Records from a data source:
__________
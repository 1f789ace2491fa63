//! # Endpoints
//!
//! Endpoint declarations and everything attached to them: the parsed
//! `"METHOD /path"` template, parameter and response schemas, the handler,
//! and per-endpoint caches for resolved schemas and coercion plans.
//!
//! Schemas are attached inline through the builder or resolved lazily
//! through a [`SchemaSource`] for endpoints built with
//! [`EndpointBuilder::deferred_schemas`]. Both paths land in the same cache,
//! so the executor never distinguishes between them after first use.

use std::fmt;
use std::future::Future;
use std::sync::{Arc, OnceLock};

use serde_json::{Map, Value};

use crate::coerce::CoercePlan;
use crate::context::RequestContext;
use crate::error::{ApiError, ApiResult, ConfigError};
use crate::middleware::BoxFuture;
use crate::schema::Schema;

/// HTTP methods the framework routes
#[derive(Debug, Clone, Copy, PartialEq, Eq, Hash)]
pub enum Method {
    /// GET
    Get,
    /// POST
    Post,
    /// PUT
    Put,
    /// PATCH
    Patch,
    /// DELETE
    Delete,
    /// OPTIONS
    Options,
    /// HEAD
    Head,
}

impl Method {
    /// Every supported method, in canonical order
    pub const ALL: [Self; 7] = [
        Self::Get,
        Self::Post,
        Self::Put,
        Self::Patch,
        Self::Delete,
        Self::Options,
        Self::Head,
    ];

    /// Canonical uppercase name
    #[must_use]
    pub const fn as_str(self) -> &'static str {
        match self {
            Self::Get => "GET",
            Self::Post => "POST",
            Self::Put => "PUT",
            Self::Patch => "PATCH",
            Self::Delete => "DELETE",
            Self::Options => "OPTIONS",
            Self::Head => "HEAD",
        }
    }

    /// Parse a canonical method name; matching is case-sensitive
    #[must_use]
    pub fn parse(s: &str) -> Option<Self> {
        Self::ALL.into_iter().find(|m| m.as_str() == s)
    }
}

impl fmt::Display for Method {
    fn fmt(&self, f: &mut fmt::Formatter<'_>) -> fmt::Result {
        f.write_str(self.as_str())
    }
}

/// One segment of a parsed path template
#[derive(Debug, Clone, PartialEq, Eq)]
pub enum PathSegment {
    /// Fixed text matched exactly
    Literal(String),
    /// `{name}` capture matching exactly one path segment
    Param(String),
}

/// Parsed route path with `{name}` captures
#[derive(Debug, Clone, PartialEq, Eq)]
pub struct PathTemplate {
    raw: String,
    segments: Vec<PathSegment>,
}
__________
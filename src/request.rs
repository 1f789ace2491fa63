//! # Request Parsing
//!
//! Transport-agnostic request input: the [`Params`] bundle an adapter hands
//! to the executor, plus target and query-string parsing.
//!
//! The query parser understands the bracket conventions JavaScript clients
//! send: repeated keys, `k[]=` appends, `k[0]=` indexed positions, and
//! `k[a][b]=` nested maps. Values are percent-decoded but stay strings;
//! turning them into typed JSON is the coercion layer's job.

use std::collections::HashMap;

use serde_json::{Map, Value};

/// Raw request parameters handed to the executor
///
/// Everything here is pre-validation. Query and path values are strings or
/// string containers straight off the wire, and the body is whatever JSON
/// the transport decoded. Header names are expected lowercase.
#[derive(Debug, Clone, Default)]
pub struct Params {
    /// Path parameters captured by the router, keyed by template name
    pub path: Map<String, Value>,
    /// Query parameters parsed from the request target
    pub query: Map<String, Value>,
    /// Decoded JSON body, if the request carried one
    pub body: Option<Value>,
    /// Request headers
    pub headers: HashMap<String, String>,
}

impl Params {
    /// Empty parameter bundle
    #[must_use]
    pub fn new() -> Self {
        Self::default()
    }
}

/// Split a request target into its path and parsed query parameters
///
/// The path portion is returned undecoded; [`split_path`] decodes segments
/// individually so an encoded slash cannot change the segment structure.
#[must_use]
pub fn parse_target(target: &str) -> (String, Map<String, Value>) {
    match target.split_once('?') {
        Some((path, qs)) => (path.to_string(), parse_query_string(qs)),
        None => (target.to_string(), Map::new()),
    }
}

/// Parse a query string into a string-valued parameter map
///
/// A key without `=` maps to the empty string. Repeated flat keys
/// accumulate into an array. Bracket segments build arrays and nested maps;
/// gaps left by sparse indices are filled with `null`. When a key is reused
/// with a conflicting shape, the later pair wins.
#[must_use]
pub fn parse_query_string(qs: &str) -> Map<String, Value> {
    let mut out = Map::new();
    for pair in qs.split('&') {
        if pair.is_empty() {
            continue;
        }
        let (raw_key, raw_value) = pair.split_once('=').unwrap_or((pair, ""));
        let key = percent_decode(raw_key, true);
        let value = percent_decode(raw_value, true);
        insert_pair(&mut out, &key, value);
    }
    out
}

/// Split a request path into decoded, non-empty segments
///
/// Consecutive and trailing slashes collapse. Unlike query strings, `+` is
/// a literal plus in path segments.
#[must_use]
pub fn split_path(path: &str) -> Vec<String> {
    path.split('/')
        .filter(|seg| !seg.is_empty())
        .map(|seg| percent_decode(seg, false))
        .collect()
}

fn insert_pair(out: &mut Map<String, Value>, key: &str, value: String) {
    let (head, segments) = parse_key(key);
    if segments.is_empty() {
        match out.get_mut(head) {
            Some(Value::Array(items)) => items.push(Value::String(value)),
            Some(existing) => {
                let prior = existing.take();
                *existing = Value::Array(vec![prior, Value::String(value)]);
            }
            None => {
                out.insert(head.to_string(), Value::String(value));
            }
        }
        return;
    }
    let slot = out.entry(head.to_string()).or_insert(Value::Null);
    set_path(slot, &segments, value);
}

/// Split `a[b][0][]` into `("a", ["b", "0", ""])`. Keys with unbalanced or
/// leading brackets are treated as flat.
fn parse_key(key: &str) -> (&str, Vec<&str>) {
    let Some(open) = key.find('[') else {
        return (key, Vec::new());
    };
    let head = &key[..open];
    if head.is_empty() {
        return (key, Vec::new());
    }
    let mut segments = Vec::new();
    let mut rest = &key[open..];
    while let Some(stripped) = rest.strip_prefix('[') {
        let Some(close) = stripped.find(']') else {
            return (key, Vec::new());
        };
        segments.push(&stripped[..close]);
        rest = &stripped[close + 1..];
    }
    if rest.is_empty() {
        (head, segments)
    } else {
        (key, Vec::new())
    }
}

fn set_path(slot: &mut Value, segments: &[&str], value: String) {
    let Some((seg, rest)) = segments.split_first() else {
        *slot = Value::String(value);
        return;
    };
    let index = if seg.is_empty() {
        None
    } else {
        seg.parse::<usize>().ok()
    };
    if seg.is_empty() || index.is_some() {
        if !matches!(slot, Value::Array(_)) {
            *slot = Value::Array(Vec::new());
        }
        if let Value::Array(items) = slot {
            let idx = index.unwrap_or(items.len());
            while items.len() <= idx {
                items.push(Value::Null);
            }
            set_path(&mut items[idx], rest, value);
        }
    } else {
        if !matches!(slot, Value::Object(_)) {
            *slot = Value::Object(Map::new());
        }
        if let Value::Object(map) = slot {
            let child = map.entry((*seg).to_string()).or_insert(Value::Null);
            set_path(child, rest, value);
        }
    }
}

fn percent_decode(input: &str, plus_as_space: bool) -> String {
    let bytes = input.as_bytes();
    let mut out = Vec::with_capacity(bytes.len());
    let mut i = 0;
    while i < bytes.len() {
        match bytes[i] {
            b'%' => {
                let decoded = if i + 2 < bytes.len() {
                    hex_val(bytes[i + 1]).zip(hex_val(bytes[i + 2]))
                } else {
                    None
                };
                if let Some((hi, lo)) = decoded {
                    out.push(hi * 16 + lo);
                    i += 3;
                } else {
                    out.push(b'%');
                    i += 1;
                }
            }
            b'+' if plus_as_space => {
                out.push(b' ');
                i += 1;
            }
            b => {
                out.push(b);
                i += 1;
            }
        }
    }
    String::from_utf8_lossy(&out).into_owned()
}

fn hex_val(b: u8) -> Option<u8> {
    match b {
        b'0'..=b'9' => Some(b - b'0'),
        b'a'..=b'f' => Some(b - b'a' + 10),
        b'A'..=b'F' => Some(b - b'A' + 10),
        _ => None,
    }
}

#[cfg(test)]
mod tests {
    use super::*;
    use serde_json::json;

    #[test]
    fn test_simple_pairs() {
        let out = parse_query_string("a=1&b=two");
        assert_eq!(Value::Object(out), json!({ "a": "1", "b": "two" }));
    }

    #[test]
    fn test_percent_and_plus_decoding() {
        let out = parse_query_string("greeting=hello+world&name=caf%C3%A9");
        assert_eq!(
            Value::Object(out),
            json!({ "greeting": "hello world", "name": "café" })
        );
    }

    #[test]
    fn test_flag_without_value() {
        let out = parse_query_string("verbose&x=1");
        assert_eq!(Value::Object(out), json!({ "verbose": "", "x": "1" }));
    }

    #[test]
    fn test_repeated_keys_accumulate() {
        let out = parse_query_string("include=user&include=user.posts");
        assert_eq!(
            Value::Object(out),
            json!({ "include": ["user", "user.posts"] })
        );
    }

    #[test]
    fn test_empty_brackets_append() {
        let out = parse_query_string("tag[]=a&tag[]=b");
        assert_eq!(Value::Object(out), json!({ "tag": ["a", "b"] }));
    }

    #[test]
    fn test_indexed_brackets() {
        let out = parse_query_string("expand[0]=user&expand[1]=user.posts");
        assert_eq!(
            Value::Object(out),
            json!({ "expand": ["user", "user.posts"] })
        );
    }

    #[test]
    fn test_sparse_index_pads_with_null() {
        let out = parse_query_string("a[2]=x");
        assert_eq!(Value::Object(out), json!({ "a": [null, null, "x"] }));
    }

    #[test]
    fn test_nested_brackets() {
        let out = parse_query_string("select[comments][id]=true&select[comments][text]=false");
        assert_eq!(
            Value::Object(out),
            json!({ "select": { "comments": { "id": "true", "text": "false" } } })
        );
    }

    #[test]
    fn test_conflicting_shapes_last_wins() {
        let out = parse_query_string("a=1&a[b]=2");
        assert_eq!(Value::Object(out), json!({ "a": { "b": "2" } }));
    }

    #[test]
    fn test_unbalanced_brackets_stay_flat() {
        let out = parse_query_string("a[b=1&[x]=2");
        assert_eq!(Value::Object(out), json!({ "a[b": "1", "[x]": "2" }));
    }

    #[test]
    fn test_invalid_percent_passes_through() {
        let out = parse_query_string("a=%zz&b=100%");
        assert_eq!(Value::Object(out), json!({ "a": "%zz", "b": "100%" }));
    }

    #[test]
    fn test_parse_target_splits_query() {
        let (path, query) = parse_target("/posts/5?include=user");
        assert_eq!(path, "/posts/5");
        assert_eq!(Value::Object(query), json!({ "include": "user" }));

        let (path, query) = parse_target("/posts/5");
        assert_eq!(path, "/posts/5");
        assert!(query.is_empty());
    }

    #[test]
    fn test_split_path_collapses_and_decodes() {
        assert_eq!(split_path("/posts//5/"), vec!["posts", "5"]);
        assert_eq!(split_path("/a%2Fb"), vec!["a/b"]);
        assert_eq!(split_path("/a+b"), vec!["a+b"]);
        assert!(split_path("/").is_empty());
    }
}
__________
The lines above that hold "const" are the result; show every one of them.

▸ **Written solution**:
    pub const ALL: [Self; 7] = [
    pub const fn as_str(self) -> &'static str {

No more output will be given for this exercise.